■ Task item: The required output is a number: how many lines of the data below include the string "header".

══ Record set

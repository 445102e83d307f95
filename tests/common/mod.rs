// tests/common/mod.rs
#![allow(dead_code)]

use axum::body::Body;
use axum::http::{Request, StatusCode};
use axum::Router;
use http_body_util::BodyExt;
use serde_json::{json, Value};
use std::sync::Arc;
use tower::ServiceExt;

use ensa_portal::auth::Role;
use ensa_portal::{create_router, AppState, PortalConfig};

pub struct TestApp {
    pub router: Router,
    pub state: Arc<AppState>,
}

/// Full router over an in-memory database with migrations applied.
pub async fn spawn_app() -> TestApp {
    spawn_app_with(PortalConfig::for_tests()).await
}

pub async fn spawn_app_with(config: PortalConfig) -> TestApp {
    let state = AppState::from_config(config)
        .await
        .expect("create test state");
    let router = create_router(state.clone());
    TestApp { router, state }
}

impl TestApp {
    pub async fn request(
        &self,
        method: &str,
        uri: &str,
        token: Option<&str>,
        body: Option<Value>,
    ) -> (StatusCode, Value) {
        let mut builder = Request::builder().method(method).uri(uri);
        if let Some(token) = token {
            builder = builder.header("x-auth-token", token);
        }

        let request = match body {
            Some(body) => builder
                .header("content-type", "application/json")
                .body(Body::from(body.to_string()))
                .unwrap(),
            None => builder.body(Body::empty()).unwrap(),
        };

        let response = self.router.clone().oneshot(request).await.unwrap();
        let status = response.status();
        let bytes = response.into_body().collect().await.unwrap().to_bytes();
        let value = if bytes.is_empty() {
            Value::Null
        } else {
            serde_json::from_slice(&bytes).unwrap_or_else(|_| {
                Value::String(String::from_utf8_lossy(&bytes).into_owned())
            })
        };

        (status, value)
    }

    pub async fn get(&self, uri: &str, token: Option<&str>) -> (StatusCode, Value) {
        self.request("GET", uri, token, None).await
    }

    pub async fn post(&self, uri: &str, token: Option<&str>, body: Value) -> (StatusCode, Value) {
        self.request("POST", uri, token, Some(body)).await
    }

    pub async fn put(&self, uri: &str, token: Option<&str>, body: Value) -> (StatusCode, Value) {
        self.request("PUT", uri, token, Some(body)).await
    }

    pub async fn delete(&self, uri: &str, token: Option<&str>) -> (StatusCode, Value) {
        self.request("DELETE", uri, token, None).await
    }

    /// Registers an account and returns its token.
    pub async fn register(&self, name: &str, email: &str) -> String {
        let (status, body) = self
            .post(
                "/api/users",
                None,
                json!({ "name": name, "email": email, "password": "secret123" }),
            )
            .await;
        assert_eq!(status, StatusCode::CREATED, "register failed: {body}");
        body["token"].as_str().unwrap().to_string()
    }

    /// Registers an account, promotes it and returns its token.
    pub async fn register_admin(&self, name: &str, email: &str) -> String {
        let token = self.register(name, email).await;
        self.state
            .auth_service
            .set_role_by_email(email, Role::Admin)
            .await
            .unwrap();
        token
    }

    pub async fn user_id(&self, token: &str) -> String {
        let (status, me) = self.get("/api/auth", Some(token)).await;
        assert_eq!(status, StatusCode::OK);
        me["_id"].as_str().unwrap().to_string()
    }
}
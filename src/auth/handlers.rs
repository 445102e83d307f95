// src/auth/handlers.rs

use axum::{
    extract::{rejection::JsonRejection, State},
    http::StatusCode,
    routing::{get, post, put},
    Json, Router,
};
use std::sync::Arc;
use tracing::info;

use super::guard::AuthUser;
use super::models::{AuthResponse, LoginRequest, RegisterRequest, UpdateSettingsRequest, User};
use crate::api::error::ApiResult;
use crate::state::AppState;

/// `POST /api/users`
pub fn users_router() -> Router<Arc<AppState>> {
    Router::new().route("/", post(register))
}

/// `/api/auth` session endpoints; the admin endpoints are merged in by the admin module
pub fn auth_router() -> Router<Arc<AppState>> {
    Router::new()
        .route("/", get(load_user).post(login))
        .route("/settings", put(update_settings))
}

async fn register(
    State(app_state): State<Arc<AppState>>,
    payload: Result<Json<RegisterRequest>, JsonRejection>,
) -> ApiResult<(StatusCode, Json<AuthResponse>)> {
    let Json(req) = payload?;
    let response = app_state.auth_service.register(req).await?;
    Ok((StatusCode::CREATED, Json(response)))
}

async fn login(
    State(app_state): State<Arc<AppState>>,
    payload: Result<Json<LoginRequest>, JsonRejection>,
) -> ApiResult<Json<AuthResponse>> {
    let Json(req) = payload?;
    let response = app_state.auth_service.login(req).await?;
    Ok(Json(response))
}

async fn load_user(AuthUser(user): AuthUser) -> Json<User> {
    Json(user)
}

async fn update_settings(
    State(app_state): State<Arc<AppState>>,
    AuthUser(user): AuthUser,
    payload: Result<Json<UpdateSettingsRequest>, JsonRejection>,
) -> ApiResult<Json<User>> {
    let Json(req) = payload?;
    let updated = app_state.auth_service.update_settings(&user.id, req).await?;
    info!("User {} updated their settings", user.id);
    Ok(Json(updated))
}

════
══ Record set

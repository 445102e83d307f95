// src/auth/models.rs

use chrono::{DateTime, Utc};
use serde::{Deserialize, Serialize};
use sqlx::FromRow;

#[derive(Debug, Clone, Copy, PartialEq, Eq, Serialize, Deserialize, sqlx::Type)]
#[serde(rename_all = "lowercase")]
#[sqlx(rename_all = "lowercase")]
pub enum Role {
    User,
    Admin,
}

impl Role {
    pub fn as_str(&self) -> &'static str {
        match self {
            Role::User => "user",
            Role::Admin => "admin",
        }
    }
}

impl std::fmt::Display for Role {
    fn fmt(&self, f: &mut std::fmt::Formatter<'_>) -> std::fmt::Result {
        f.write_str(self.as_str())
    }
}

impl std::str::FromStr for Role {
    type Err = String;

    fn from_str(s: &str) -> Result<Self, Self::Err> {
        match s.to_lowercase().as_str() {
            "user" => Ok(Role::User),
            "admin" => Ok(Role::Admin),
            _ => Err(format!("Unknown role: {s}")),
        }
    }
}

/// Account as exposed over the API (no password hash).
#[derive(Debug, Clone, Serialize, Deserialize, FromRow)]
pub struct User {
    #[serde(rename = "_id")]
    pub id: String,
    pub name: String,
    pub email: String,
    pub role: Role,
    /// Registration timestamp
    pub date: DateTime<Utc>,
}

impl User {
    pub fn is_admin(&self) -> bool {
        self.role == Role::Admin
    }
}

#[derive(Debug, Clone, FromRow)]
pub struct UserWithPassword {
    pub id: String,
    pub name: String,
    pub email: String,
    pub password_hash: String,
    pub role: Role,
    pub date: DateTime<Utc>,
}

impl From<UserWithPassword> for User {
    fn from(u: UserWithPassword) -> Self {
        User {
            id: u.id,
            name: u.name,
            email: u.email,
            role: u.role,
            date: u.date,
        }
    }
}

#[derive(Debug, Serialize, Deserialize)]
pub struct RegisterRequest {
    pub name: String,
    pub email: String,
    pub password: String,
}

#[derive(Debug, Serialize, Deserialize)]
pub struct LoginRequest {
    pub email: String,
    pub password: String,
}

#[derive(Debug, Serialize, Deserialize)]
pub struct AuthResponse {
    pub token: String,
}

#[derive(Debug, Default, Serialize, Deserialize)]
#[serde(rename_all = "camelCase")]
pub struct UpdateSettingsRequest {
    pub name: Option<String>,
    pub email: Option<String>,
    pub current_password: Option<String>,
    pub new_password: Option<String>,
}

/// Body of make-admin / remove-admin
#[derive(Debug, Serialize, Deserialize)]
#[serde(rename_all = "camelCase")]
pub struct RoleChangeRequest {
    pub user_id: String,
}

════

■ Response area: 2